====== INPUT DATA ======
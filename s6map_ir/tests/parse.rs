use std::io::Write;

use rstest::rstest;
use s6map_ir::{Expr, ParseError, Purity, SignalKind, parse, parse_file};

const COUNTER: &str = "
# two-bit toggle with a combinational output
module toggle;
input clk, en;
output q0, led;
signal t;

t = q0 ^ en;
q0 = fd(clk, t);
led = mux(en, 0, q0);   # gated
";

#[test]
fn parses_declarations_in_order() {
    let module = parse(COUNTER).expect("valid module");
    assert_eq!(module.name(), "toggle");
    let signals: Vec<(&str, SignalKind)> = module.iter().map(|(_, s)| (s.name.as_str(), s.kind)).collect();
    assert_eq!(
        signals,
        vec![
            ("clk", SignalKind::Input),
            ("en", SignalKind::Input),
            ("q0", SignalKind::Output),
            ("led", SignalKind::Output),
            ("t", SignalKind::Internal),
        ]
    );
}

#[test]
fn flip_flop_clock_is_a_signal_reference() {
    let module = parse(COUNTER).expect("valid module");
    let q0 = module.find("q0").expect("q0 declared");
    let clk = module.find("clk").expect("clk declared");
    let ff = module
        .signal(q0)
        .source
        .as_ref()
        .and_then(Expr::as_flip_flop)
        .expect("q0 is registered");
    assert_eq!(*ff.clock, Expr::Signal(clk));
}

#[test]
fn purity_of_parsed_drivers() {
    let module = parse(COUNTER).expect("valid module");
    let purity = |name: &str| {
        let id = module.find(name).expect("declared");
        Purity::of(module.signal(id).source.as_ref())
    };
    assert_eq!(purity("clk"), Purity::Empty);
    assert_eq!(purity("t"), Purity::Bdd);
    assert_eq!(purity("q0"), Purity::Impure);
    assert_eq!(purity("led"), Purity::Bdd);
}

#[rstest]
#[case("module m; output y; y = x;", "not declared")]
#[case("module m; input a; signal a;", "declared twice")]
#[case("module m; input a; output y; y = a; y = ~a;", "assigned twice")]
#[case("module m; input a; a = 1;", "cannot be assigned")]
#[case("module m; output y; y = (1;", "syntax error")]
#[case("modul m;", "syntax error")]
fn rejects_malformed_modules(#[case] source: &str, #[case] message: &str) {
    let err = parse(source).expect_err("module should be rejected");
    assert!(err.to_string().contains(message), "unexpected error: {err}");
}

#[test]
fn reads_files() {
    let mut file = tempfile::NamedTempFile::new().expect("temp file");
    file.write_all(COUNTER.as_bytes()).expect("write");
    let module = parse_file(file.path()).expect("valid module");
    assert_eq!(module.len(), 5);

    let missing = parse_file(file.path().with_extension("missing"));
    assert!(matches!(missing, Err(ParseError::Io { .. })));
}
======
====== INPUT DATA ======
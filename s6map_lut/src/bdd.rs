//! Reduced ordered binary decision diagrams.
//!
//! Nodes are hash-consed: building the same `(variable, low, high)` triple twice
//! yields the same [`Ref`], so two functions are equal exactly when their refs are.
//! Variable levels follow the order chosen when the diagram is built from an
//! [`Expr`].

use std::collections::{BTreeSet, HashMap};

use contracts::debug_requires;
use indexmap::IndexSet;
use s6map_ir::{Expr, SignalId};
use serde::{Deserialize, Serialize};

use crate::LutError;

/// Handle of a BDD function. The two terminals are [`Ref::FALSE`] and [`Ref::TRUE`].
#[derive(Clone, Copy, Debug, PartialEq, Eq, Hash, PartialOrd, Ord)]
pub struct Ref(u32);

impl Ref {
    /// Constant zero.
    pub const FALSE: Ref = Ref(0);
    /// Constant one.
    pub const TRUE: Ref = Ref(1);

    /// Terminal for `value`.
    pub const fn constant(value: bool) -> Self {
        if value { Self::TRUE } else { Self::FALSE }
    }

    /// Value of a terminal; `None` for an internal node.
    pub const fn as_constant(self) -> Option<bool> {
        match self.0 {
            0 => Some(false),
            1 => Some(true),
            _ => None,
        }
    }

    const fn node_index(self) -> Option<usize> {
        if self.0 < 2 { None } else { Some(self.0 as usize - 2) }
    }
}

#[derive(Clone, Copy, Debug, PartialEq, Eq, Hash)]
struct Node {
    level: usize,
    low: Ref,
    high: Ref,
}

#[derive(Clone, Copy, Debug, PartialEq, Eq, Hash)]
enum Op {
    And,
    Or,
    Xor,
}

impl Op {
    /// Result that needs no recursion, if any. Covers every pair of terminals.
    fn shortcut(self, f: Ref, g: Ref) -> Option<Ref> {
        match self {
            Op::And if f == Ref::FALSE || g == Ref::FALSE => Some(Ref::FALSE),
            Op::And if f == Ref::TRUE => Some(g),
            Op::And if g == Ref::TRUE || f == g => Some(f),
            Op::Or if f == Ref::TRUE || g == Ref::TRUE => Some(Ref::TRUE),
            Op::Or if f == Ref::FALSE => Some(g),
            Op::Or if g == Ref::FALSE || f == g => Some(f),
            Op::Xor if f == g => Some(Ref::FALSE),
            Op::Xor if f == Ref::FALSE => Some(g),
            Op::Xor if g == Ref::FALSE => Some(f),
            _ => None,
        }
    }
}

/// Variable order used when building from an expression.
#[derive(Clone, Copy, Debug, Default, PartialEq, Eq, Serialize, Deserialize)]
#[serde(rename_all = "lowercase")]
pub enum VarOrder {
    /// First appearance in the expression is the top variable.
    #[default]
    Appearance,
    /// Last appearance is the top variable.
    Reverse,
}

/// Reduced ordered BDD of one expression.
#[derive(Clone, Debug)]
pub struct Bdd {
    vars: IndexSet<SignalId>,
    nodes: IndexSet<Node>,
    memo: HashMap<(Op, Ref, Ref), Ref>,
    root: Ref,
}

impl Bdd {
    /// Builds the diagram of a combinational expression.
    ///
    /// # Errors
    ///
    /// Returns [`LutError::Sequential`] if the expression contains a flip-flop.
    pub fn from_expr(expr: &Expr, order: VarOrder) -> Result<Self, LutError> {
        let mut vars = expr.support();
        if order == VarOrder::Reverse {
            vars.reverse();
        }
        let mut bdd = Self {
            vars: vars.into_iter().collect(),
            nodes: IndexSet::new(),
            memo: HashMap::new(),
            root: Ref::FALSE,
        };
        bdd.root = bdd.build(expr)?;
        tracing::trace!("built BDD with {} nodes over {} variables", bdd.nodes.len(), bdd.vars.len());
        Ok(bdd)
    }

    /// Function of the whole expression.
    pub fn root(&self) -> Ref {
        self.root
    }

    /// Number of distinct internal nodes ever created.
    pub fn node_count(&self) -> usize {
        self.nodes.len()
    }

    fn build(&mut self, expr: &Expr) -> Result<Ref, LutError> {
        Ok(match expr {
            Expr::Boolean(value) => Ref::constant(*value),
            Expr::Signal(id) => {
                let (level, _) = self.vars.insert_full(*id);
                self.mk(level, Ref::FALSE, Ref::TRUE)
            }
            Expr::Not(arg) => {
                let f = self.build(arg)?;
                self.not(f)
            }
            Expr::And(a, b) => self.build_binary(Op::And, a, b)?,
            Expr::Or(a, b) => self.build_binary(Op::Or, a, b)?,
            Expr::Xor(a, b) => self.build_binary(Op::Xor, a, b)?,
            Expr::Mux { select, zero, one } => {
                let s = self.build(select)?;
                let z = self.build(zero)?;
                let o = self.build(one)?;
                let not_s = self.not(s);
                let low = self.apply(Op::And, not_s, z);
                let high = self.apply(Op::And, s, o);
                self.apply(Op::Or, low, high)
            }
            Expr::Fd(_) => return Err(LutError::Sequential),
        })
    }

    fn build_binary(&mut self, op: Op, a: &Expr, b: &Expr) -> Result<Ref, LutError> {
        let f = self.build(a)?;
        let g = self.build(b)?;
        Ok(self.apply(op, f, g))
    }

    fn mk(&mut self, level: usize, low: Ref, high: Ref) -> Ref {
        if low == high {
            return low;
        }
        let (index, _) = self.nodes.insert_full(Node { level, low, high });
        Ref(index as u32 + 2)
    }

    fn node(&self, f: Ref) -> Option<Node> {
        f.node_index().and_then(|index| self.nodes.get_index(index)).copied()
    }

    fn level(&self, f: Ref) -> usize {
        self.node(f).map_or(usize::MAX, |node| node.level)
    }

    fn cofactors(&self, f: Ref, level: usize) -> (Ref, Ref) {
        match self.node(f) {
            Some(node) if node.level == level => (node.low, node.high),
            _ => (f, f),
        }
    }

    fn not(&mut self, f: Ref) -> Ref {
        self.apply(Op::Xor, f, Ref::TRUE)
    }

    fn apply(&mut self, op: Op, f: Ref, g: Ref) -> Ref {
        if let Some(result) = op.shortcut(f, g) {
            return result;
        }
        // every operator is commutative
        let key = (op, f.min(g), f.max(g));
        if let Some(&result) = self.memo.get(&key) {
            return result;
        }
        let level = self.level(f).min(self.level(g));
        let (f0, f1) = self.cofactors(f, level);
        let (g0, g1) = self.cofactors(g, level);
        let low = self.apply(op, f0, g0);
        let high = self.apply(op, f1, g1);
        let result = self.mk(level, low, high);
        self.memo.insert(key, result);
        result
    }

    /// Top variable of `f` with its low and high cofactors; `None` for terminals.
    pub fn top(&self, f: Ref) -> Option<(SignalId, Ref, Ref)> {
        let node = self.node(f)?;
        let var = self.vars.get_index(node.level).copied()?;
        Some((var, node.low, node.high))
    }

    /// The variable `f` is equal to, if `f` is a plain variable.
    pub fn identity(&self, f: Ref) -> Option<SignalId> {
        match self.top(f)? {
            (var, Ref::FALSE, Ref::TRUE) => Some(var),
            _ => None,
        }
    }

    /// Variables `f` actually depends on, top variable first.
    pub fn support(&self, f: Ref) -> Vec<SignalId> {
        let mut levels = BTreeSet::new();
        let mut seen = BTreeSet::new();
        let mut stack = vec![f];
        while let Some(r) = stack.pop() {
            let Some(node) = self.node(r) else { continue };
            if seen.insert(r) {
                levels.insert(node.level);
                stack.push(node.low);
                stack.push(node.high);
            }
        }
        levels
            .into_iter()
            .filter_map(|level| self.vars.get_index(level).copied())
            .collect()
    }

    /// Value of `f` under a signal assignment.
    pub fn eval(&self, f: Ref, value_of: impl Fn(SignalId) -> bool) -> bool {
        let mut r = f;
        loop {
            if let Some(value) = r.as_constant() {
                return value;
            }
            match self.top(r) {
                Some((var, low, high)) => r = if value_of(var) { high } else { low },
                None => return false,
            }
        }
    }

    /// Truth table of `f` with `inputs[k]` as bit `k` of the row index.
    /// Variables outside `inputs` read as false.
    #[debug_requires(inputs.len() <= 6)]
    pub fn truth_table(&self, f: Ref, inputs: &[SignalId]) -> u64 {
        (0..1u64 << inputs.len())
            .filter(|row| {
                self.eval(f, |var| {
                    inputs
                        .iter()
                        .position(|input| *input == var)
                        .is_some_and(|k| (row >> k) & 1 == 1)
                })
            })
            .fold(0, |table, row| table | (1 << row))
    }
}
======
====== INPUT DATA ======
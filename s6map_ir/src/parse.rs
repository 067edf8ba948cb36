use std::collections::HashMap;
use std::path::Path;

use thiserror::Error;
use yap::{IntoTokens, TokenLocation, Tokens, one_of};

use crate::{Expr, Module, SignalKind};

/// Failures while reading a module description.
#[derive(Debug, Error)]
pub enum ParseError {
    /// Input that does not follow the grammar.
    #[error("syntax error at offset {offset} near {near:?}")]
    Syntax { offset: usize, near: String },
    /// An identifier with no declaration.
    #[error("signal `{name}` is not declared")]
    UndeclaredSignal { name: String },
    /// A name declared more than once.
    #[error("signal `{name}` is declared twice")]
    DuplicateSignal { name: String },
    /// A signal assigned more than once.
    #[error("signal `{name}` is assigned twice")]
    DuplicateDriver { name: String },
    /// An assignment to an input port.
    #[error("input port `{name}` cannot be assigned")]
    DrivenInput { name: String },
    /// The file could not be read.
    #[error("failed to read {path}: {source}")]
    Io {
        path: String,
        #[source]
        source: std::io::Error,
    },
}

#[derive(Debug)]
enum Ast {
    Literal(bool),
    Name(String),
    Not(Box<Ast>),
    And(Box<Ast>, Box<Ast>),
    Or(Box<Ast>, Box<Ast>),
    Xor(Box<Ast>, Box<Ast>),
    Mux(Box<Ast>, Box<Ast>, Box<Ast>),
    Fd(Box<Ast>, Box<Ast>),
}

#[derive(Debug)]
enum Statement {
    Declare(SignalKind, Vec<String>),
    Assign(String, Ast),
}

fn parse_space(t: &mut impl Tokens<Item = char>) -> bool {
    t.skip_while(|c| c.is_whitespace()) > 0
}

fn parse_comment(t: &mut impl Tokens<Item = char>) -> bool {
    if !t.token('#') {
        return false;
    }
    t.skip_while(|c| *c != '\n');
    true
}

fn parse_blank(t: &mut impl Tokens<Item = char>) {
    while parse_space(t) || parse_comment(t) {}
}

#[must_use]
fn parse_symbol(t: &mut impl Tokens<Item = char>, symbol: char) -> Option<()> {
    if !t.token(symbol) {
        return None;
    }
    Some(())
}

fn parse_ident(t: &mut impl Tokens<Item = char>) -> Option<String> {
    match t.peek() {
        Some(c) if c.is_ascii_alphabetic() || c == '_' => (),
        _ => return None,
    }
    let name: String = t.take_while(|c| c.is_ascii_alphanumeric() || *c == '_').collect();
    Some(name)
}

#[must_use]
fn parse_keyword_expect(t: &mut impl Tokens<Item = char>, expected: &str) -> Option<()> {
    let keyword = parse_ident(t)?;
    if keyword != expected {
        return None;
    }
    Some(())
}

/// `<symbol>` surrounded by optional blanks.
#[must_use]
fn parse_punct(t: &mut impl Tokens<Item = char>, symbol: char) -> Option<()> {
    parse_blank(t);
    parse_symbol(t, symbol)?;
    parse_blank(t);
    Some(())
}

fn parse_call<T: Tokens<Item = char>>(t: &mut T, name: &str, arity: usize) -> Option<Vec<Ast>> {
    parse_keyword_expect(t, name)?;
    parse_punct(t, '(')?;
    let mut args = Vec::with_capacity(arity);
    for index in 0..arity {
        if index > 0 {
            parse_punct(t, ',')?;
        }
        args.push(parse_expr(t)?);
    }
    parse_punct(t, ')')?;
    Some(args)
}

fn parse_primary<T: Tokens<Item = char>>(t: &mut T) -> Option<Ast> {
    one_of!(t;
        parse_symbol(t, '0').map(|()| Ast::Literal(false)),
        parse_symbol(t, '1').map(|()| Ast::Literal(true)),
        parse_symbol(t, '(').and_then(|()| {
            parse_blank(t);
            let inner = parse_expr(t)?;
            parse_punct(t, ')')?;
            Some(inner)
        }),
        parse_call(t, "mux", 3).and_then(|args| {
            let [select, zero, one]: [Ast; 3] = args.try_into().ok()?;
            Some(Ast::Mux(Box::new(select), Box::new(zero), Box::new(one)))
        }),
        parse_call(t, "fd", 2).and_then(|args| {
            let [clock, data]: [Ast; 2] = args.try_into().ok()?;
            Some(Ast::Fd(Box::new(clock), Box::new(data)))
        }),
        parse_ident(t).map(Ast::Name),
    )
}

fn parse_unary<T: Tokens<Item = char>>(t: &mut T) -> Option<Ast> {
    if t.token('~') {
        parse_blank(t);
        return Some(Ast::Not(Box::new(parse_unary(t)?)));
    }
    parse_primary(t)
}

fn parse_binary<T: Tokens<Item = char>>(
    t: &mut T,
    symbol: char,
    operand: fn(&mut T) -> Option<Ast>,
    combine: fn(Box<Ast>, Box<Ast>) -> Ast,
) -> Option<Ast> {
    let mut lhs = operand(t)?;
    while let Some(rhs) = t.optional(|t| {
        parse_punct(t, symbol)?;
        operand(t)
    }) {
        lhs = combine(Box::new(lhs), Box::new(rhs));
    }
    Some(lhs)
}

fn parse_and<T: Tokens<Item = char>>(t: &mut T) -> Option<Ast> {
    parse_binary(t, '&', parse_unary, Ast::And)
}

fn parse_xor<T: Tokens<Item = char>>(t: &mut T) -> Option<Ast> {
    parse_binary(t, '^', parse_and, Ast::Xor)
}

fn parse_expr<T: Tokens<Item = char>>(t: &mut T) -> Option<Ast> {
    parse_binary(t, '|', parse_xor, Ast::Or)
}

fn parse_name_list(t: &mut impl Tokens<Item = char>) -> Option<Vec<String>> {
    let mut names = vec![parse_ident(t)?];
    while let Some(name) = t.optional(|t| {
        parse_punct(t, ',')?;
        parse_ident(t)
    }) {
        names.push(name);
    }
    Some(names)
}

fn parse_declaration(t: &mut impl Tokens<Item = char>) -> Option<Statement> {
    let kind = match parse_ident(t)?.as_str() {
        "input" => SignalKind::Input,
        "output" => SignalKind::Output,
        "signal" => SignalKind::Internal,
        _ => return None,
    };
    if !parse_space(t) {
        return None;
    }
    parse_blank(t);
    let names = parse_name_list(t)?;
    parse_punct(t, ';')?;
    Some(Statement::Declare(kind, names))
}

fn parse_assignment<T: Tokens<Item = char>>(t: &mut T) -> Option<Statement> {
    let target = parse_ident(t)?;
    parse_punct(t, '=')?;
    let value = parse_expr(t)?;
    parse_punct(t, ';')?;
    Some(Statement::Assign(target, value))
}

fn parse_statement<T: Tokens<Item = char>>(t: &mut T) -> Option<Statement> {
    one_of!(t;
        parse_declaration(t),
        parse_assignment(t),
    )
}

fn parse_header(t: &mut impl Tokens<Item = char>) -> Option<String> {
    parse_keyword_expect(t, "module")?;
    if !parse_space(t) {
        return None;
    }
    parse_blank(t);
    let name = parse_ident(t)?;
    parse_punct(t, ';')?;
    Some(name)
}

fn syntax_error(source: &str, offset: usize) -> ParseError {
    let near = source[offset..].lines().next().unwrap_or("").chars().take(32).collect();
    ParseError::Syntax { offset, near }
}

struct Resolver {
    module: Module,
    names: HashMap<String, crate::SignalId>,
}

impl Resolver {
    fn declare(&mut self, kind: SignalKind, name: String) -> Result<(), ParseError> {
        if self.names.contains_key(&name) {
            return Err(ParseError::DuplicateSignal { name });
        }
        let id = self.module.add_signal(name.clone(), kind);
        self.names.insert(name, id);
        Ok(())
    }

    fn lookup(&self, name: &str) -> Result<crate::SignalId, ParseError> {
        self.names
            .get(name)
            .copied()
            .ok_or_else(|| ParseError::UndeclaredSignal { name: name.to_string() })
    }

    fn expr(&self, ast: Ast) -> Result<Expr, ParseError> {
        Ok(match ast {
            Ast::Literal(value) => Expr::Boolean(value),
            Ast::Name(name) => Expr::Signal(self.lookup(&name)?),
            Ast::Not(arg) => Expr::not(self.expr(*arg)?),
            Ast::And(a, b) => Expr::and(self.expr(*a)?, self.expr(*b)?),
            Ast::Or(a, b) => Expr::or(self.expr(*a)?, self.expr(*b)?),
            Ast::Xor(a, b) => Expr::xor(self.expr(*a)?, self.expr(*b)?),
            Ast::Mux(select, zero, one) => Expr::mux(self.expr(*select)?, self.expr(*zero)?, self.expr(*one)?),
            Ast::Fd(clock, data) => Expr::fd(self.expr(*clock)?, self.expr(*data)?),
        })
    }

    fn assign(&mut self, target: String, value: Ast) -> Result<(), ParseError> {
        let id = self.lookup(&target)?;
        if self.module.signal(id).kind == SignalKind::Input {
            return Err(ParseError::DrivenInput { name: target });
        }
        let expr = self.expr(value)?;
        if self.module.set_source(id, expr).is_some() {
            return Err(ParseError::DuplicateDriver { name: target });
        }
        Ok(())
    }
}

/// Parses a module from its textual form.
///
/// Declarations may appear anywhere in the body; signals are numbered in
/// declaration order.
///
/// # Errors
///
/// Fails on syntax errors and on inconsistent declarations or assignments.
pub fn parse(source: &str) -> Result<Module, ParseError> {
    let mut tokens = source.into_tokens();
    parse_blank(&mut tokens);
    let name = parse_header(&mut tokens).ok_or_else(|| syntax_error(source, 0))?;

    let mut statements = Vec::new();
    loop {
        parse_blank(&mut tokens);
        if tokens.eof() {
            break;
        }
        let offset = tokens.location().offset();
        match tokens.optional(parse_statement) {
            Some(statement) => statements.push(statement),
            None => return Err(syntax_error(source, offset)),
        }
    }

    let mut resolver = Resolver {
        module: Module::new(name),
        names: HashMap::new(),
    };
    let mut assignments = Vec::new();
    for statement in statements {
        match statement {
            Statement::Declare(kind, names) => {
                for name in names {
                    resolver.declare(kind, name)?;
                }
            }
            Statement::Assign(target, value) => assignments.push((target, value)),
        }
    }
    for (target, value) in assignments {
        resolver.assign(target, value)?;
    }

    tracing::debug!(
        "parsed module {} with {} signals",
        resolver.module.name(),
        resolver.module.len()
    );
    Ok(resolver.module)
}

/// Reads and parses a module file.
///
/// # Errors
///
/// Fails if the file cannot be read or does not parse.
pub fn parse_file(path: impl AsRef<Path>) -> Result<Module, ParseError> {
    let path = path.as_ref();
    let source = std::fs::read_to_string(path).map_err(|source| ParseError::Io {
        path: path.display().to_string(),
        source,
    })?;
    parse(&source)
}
======
- TASK BRIEF
All lines in the entries above that hold the word "enum" need to be copied.

- ANSWER FOR THE TASK
enum Op {
pub enum VarOrder {
pub enum ParseError {
enum Ast {
enum Statement {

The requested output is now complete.